//! Logging setup for flightdelays.
//!
//! All diagnostics go through `tracing`. The subscriber is installed once by
//! the binary; library code only emits events.

use tracing::Level;
use tracing_subscriber::{fmt, prelude::*, EnvFilter};

/// Verbosity level for logging output.
#[derive(Debug, Clone, Copy, PartialEq, Eq, Default)]
pub enum Verbosity {
    /// Only errors.
    Quiet,
    /// Info and above.
    #[default]
    Normal,
    /// Debug and above.
    Verbose,
    /// Everything.
    Trace,
}

impl Verbosity {
    /// Convert verbosity to a tracing level.
    #[must_use]
    pub fn to_level(&self) -> Level {
        match self {
            Self::Quiet => Level::ERROR,
            Self::Normal => Level::INFO,
            Self::Verbose => Level::DEBUG,
            Self::Trace => Level::TRACE,
        }
    }

    /// The filter directive used when `RUST_LOG` is not set.
    #[must_use]
    pub fn default_directive(&self) -> String {
        let level = self.to_level();
        format!("flightdelays={level},fltdelay={level},tower_http={level}")
    }
}

/// Initialize the logging system.
///
/// `RUST_LOG` takes precedence over `verbosity` when set. Calling this more
/// than once is harmless; later calls are ignored.
///
/// # Examples
///
/// ```no_run
/// use flightdelays::{init_logging, logging::Verbosity};
///
/// init_logging(Verbosity::Verbose);
/// ```
pub fn init_logging(verbosity: Verbosity) {
    let env_filter = EnvFilter::try_from_default_env()
        .unwrap_or_else(|_| EnvFilter::new(verbosity.default_directive()));

    let subscriber = tracing_subscriber::registry().with(env_filter).with(
        fmt::layer()
            .with_target(true)
            .with_thread_ids(false)
            .with_file(false)
            .with_line_number(false)
            .with_writer(std::io::stderr),
    );

    let _ = subscriber.try_init();
}

/// Minimal subscriber for tests: warnings and errors only.
#[cfg(test)]
pub fn init_test_logging() {
    let _ = tracing_subscriber::fmt()
        .with_env_filter("warn")
        .with_test_writer()
        .try_init();
}
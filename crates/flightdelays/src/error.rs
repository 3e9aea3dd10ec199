//! Error types for flightdelays.
//!
//! Query failures inside the data-access layer never surface here: they are
//! logged and turned into empty results. This type covers everything around
//! that boundary, such as opening the store, loading configuration, writing
//! rendered artifacts and running the HTTP server.

use std::path::PathBuf;
use thiserror::Error;

/// The main error type for flightdelays operations.
#[derive(Error, Debug)]
pub enum Error {
    // === Storage Errors ===
    /// Failed to open the flights database.
    #[error("failed to open database at {path}: {source}")]
    DatabaseOpen {
        /// Path to the database file.
        path: PathBuf,
        /// The underlying error.
        #[source]
        source: rusqlite::Error,
    },

    /// A database query failed.
    #[error("database query failed: {0}")]
    DatabaseQuery(#[from] rusqlite::Error),

    /// The database handle could not be released cleanly.
    #[error("failed to close database at {path}: {source}")]
    DatabaseClose {
        /// Path to the database file.
        path: PathBuf,
        /// The underlying error.
        #[source]
        source: rusqlite::Error,
    },

    // === Configuration Errors ===
    /// Failed to load configuration.
    #[error("failed to load configuration: {0}")]
    ConfigLoad(Box<figment::Error>),

    /// Configuration validation failed.
    #[error("invalid configuration: {message}")]
    ConfigValidation {
        /// Description of the validation failure.
        message: String,
    },

    // === Presentation Errors ===
    /// The default viewer could not be launched for a rendered artifact.
    #[error("failed to open {path} in the default viewer: {source}")]
    Viewer {
        /// Path of the artifact that was being opened.
        path: PathBuf,
        /// The underlying error.
        #[source]
        source: std::io::Error,
    },

    /// The HTTP server failed to bind or serve.
    #[error("server error: {message}")]
    Server {
        /// Description of what went wrong.
        message: String,
        /// The underlying error.
        #[source]
        source: std::io::Error,
    },

    /// User supplied input could not be interpreted.
    #[error("invalid input: {0}")]
    InvalidInput(String),

    // === I/O Errors ===
    /// File system operation failed.
    #[error("I/O error: {0}")]
    Io(#[from] std::io::Error),

    /// Failed to create a required directory.
    #[error("failed to create directory {path}: {source}")]
    DirectoryCreate {
        /// Path that couldn't be created.
        path: PathBuf,
        /// The underlying error.
        #[source]
        source: std::io::Error,
    },

    // === Serialization Errors ===
    /// JSON serialization failed.
    #[error("JSON error: {0}")]
    Json(#[from] serde_json::Error),
}

/// A specialized Result type for flightdelays operations.
pub type Result<T> = std::result::Result<T, Error>;

impl From<figment::Error> for Error {
    fn from(err: figment::Error) -> Self {
        Self::ConfigLoad(Box::new(err))
    }
}

impl Error {
    /// Create a new invalid input error.
    #[must_use]
    pub fn invalid_input(message: impl Into<String>) -> Self {
        Self::InvalidInput(message.into())
    }

    /// Create a server error wrapping an I/O failure.
    #[must_use]
    pub fn server(message: impl Into<String>, source: std::io::Error) -> Self {
        Self::Server {
            message: message.into(),
            source,
        }
    }

    /// Check if this error came from opening the store.
    #[must_use]
    pub fn is_database_open(&self) -> bool {
        matches!(self, Self::DatabaseOpen { .. })
    }
}

#[cfg(test)]
mod tests {
    use super::*;

    fn read_only_open_error() -> Option<rusqlite::Error> {
        rusqlite::Connection::open_with_flags(
            "/nonexistent/path/flights.sqlite3",
            rusqlite::OpenFlags::SQLITE_OPEN_READ_ONLY,
        )
        .err()
    }

    #[test]
    fn test_invalid_input_display() {
        let err = Error::invalid_input("date must be DD/MM/YYYY");
        assert_eq!(err.to_string(), "invalid input: date must be DD/MM/YYYY");
    }

    #[test]
    fn test_server_error_display() {
        let io_err = std::io::Error::new(std::io::ErrorKind::AddrInUse, "address in use");
        let err = Error::server("failed to bind 127.0.0.1:5025", io_err);
        let msg = err.to_string();
        assert!(msg.contains("127.0.0.1:5025"));
    }

    #[test]
    fn test_from_io_error() {
        let io_err = std::io::Error::new(std::io::ErrorKind::NotFound, "file not found");
        let err: Error = io_err.into();
        assert!(err.to_string().contains("file not found"));
    }

    #[test]
    fn test_from_rusqlite_error() {
        if let Some(sqlite_err) = read_only_open_error() {
            let err: Error = sqlite_err.into();
            assert!(matches!(err, Error::DatabaseQuery(_)));
            assert!(!err.is_database_open());
        }
    }

    #[test]
    fn test_database_open_error_display() {
        if let Some(sqlite_err) = read_only_open_error() {
            let err = Error::DatabaseOpen {
                path: PathBuf::from("/nonexistent/path/flights.sqlite3"),
                source: sqlite_err,
            };
            assert!(err.is_database_open());
            assert!(err
                .to_string()
                .contains("/nonexistent/path/flights.sqlite3"));
        }
    }

    #[test]
    fn test_from_json_error() {
        let json_result: std::result::Result<i32, serde_json::Error> =
            serde_json::from_str("not valid json");
        if let Err(json_err) = json_result {
            let err: Error = json_err.into();
            assert!(matches!(err, Error::Json(_)));
        }
    }

    #[test]
    fn test_config_validation_error_display() {
        let err = Error::ConfigValidation {
            message: "chart_width must be greater than 0".to_string(),
        };
        assert!(err.to_string().contains("chart_width"));
    }

    #[test]
    fn test_viewer_error_display() {
        let err = Error::Viewer {
            path: PathBuf::from("/tmp/map.html"),
            source: std::io::Error::new(std::io::ErrorKind::NotFound, "xdg-open not found"),
        };
        let msg = err.to_string();
        assert!(msg.contains("/tmp/map.html"));
        assert!(msg.contains("default viewer"));
    }

    #[test]
    fn test_directory_create_error_display() {
        let io_err = std::io::Error::new(std::io::ErrorKind::PermissionDenied, "access denied");
        let err = Error::DirectoryCreate {
            path: PathBuf::from("/root/forbidden"),
            source: io_err,
        };
        assert!(err.to_string().contains("/root/forbidden"));
    }
}
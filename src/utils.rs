/// Linear interpolation between two f64 values
pub fn lerp_f64(start: f64, end: f64, alpha: f64) -> f64 {
    start + (end - start) * alpha
}

/// Hermite smoothstep: 0 at `edge0`, 1 at `edge1`, smooth in between.
/// Edges may be given in descending order (e.g. from radius down to centre).
pub fn smoothstep(edge0: f64, edge1: f64, x: f64) -> f64 {
    if edge0 == edge1 {
        return if x < edge0 { 0.0 } else { 1.0 };
    }
    let t = clamp((x - edge0) / (edge1 - edge0), 0.0, 1.0);
    t * t * (3.0 - 2.0 * t)
}

/// Constrain a value between min and max
pub fn clamp<T: PartialOrd>(value: T, min: T, max: T) -> T {
    if value < min {
        min
    } else if value > max {
        max
    } else {
        value
    }
}
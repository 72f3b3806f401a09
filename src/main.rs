use clap::Parser;
use log::{error, info, warn};
use std::process;
use temporal_anomaly::config;
use temporal_anomaly::logging;
use temporal_anomaly::scenario::{Scenario, ScenarioConfig};

// --- Command Line Arguments ---
#[derive(Parser, Debug)]
#[command(author, version, about, long_about = None)]
struct Args {
    /// Number of simulation ticks to run
    #[arg(long, default_value_t = config::DEFAULT_TICKS)]
    ticks: u32,

    /// Seconds of simulated time per tick
    #[arg(long, default_value_t = config::DEFAULT_TICK_SECONDS)]
    dt: f64,

    /// Seed for the random scenario
    #[arg(long, default_value_t = 0)]
    seed: u64,

    /// Number of anomalies kept alive in the world
    #[arg(long, default_value_t = config::DEFAULT_ANOMALY_COUNT)]
    anomalies: u32,

    /// Number of wandering entities
    #[arg(long, default_value_t = config::DEFAULT_ENTITY_COUNT)]
    entities: u32,

    /// Side length of the square world the scenario spawns into
    #[arg(long, default_value_t = config::DEFAULT_WORLD_SIZE)]
    world_size: f64,

    /// Debug filter to specify log topics (e.g., "anomaly,collision")
    /// Available topics: anomaly, collision, grid, entity
    #[arg(long)]
    debug_filter: Option<String>,

    /// Log level (off, error, warn, info, debug, trace)
    #[arg(long, default_value = "info")]
    log_level: String,
}

fn main() {
    let args = Args::parse();

    let level = logging::parse_level(&args.log_level);
    if let Err(e) = logging::init_logger(level, args.debug_filter.clone()) {
        eprintln!("Warning: Failed to initialize logger: {}", e);
    }
    if let Some(filter) = &args.debug_filter {
        for topic in logging::unknown_topics(filter) {
            warn!(
                "Unknown debug topic '{}'; available topics: {}",
                topic,
                logging::DEBUG_TOPICS.join(", ")
            );
        }
    }

    if !args.dt.is_finite() || args.dt <= 0.0 {
        error!("Tick length must be positive, got {}", args.dt);
        process::exit(2);
    }
    if !args.world_size.is_finite() || args.world_size <= 0.0 {
        error!("World size must be positive, got {}", args.world_size);
        process::exit(2);
    }

    let scenario_config = ScenarioConfig {
        ticks: args.ticks,
        tick_seconds: args.dt,
        seed: args.seed,
        anomalies: args.anomalies,
        entities: args.entities,
        world_size: args.world_size,
    };

    let mut scenario = match Scenario::new(scenario_config) {
        Ok(scenario) => scenario,
        Err(e) => {
            error!("Failed to build scenario: {}", e);
            process::exit(1);
        }
    };

    let stats = match scenario.run() {
        Ok(stats) => stats,
        Err(e) => {
            error!("Simulation aborted: {}", e);
            process::exit(1);
        }
    };

    info!(
        "Finished {} ticks: {} anomalies created, {} removed",
        stats.ticks, stats.anomalies_created, stats.anomalies_removed
    );
    info!(
        "{} entity enters, {} exits, {} overlaps, {} combinations",
        stats.entity_enters, stats.entity_exits, stats.overlaps, stats.combinations
    );
    for entity in scenario.entities() {
        let entity = entity.borrow();
        info!(
            "Entity {} local time {:.2}s at {} ({} effects)",
            entity.id, entity.local_time, entity.position, entity.effects_received
        );
    }
}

» TASK DETAILS: If a line in the data above holds the string "EnvFilter", copy it.

» TASK ANSWER:
use tracing_subscriber::{fmt, prelude::*, EnvFilter};
    let env_filter = EnvFilter::try_from_default_env()
        .unwrap_or_else(|_| EnvFilter::new(verbosity.default_directive()));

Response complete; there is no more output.